E, invece, avviene l’inaspettato … questi tre ragazzi di Södertälje sono una vera folgorazione: il loro alternative metal, che sicuramente prende diversi spunti dagli altri famosi conterranei Katatonia, ammantandoli di una vena più moderna e meno malinconica, rifulge per intensità e compattezza, grazie ad un affiatamento perfetto tra i vari membri e l’ottimo utilizzo delle voci, con quella del chitarrista Andreas Hollstrand a supportare con continuità quella principale e più suadente di Love Andersson. I Port Noir riescono a rendere magicamente fresco ed avvincente un genere che troppo spesso viene afflitto dal manierismo, anche da parte dei suoi più famosi interpreti: così il loro set scorre via tra l’approvazione di un pubblico per lo più entusiasta e probabilmente sorpreso quanto il sottoscritto e chi lo accompagna .
Tutti sanno quanto sia difficile la vita per le band di supporto, specialmente in Italia e soprattutto quando c’è un’attesa fremente nei confronti degli headliner: ebbene, la possibile insofferenza è stata del tutto cancellata da una totale approvazione, tanto che se i Port Noir fossero rimasti sul palco per proporre altri due o tre brani nessuno avrebbe avuto alcunché da ridire, anzi … Questi ragazzi sono da tenere monitorati con estrema attenzione, perché in un futuro prossimo lo stesso numeroso pubblico che accompagna le tappe di questo tour potrebbe ritrovarsi lì solo per loro.

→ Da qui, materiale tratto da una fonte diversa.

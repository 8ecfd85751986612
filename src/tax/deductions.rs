//! Itemized deductions allowed under the old regime

use serde::{Deserialize, Serialize};

/// The seven deduction buckets the old regime recognises
#[derive(Debug, Clone, Copy, PartialEq, Eq, Hash, Serialize, Deserialize)]
#[serde(rename_all = "snake_case")]
pub enum DeductionKind {
    /// 80C: PPF, ELSS, EPF, LIC, tuition fees
    Savings,
    /// 80D: health insurance for self and family
    HealthSelf,
    /// 80D: health insurance for parents
    HealthParents,
    /// 80CCD(1B): additional NPS contribution
    RetirementTopUp,
    /// 24(b): interest on a home loan
    HomeLoanInterest,
    /// HRA exemption, already computed by the caller
    HouseRent,
    /// 80TTA: savings account interest
    SavingsInterest,
}

impl DeductionKind {
    pub const ALL: [DeductionKind; 7] = [
        DeductionKind::Savings,
        DeductionKind::HealthSelf,
        DeductionKind::HealthParents,
        DeductionKind::RetirementTopUp,
        DeductionKind::HomeLoanInterest,
        DeductionKind::HouseRent,
        DeductionKind::SavingsInterest,
    ];

    /// Statutory cap, `None` when the claim passes through unchanged
    pub fn cap(self) -> Option<f64> {
        match self {
            DeductionKind::Savings => Some(150_000.0),
            DeductionKind::HealthSelf => Some(25_000.0),
            DeductionKind::HealthParents => Some(25_000.0),
            DeductionKind::RetirementTopUp => Some(50_000.0),
            DeductionKind::HomeLoanInterest => Some(200_000.0),
            DeductionKind::HouseRent => None,
            DeductionKind::SavingsInterest => Some(10_000.0),
        }
    }

    pub fn section(self) -> &'static str {
        match self {
            DeductionKind::Savings => "80C",
            DeductionKind::HealthSelf | DeductionKind::HealthParents => "80D",
            DeductionKind::RetirementTopUp => "80CCD(1B)",
            DeductionKind::HomeLoanInterest => "24(b)",
            DeductionKind::HouseRent => "HRA",
            DeductionKind::SavingsInterest => "80TTA",
        }
    }

    pub fn label(self) -> &'static str {
        match self {
            DeductionKind::Savings => "Section 80C",
            DeductionKind::HealthSelf => "Section 80D - Self & Family",
            DeductionKind::HealthParents => "Section 80D - Parents",
            DeductionKind::RetirementTopUp => "Section 80CCD(1B)",
            DeductionKind::HomeLoanInterest => "Section 24(b)",
            DeductionKind::HouseRent => "HRA Exemption",
            DeductionKind::SavingsInterest => "Section 80TTA",
        }
    }

    /// Clamp a claim to the cap
    pub fn allowed(self, claimed: f64) -> f64 {
        match self.cap() {
            Some(cap) => claimed.min(cap),
            None => claimed,
        }
    }
}

/// Amounts claimed per bucket, before capping
///
/// Field names accept the section-style keys used by the calculator front end.
#[derive(Debug, Clone, Copy, Default, PartialEq, Serialize, Deserialize)]
pub struct Deductions {
    #[serde(default, alias = "section80C")]
    pub savings: f64,
    #[serde(default, alias = "section80D_self")]
    pub health_self: f64,
    #[serde(default, alias = "section80D_parents")]
    pub health_parents: f64,
    #[serde(default, alias = "section80CCD1B")]
    pub retirement_top_up: f64,
    #[serde(default, alias = "section24b")]
    pub home_loan_interest: f64,
    #[serde(default, alias = "hra")]
    pub house_rent: f64,
    #[serde(default, alias = "section80TTA")]
    pub savings_interest: f64,
}

/// One bucket as it appears in a breakdown
#[derive(Debug, Clone, Copy, PartialEq, Serialize, Deserialize)]
pub struct DeductionLine {
    pub kind: DeductionKind,
    pub claimed: f64,
    pub allowed: f64,
}

impl Deductions {
    pub fn claimed(&self, kind: DeductionKind) -> f64 {
        match kind {
            DeductionKind::Savings => self.savings,
            DeductionKind::HealthSelf => self.health_self,
            DeductionKind::HealthParents => self.health_parents,
            DeductionKind::RetirementTopUp => self.retirement_top_up,
            DeductionKind::HomeLoanInterest => self.home_loan_interest,
            DeductionKind::HouseRent => self.house_rent,
            DeductionKind::SavingsInterest => self.savings_interest,
        }
    }

    /// Builder-style setter
    pub fn with(mut self, kind: DeductionKind, amount: f64) -> Self {
        let slot = match kind {
            DeductionKind::Savings => &mut self.savings,
            DeductionKind::HealthSelf => &mut self.health_self,
            DeductionKind::HealthParents => &mut self.health_parents,
            DeductionKind::RetirementTopUp => &mut self.retirement_top_up,
            DeductionKind::HomeLoanInterest => &mut self.home_loan_interest,
            DeductionKind::HouseRent => &mut self.house_rent,
            DeductionKind::SavingsInterest => &mut self.savings_interest,
        };
        *slot = amount;
        self
    }

    /// Capped lines for every bucket with a positive claim
    pub fn itemize(&self) -> Vec<DeductionLine> {
        DeductionKind::ALL
            .iter()
            .filter_map(|&kind| {
                let claimed = self.claimed(kind);
                (claimed > 0.0).then(|| DeductionLine {
                    kind,
                    claimed,
                    allowed: kind.allowed(claimed),
                })
            })
            .collect()
    }

    /// Sum of capped claims
    pub fn total_allowed(&self) -> f64 {
        self.itemize().iter().map(|line| line.allowed).sum()
    }
}

#[cfg(test)]
mod tests {
    use super::*;

    #[test]
    fn test_claims_are_capped() {
        let deductions = Deductions::default()
            .with(DeductionKind::Savings, 200_000.0)
            .with(DeductionKind::HealthSelf, 10_000.0)
            .with(DeductionKind::SavingsInterest, 40_000.0);

        let lines = deductions.itemize();
        assert_eq!(lines.len(), 3);
        assert_eq!(lines[0].allowed, 150_000.0);
        assert_eq!(lines[1].allowed, 10_000.0);
        assert_eq!(lines[2].allowed, 10_000.0);
        assert_eq!(deductions.total_allowed(), 170_000.0);
    }

    #[test]
    fn test_section_codes() {
        assert_eq!(DeductionKind::HealthSelf.section(), DeductionKind::HealthParents.section());
        assert_eq!(DeductionKind::HomeLoanInterest.section(), "24(b)");

        let sections: Vec<_> = DeductionKind::ALL.iter().map(|k| k.section()).collect();
        assert_eq!(sections, ["80C", "80D", "80D", "80CCD(1B)", "24(b)", "HRA", "80TTA"]);
    }

    #[test]
    fn test_house_rent_is_uncapped() {
        let deductions = Deductions::default().with(DeductionKind::HouseRent, 480_000.0);
        assert_eq!(deductions.total_allowed(), 480_000.0);
    }

    #[test]
    fn test_only_positive_claims_are_itemized() {
        let deductions = Deductions::default()
            .with(DeductionKind::HomeLoanInterest, 0.0)
            .with(DeductionKind::RetirementTopUp, -5_000.0)
            .with(DeductionKind::HealthParents, 30_000.0);

        let lines = deductions.itemize();
        assert_eq!(lines.len(), 1);
        assert_eq!(lines[0].kind, DeductionKind::HealthParents);
        assert_eq!(lines[0].allowed, 25_000.0);
    }

    #[test]
    fn test_deserializes_section_keys() {
        let json = r#"{"section80C": 150000, "section80D_self": 25000, "hra": 120000}"#;
        let deductions: Deductions = serde_json::from_str(json).unwrap();
        assert_eq!(deductions.savings, 150_000.0);
        assert_eq!(deductions.health_self, 25_000.0);
        assert_eq!(deductions.house_rent, 120_000.0);
        assert_eq!(deductions.savings_interest, 0.0);
    }
}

Dopo questo graditissimo antipasto, è con un piccolo ritardo sull’orario previsto che si presenta in scena il solo Daniel Gildenlöw in abiti ancora “borghesi”, per annunciare che la serata sarà dedicata ad Alberto Granucci, fondatore del fan club italiano dei Pain of Salvation, scomparso tragicamente pochi giorni fa e per la cui sorte non possiamo che unirci al cordoglio di parenti ed amici.
Una breve pausa ed ecco i nostri presentarsi al gran completo mettendo da subito a ferro e fuoco il palco con Full Throttle Tribe, uno degli episodi più duri dell’ultimo album: le bordate metalliche condotte dalle chitarre di Daniel e di Ragnar Zolberg e dal basso di Gustaf Hielm (uno che ha grande familiarità con suoni estremi avendo militato nei Meshuggah e ricoprendo il ruolo di bassista live nei Dark Funeral), sono sferzate di energia per un pubblico che può così testare la bontà dell’impianto sonoro del Magnolia e dell’ottimo lavoro dei fonici.
E’ la volta poi di Reasons e Meaningless, le due canzoni scelte per essere abbinate ad un video, diverse tra loro ma indubbiamente complementari, mentre è poi Linoleum, con il suo chorus killer, a rappresentare il primo passo indietro nella ricca discografia dei Pain Of Salvation.
Il trittico tratto da Remedy Lane eleva ad dismisura il pathos dell’esibizione, perché non si può nascondere che quell’album incarna, assieme al duo predecessore The Perfect Element I, uno dei momenti creativi più elevati della band, almeno fino all’uscita di In The Passing Light Of Day, che ne insidia il valore molto da vicino: A Trace Of Blood, Rope Ends e Beyond The Pale, un po’ come per tutta la restante scaletta, dal vivo si accendono di una luce diversa e ancora più vivida, capace di accentuare sia la robustezza delle basi ritmiche, sia le ampie ed incancellabili aperture melodiche.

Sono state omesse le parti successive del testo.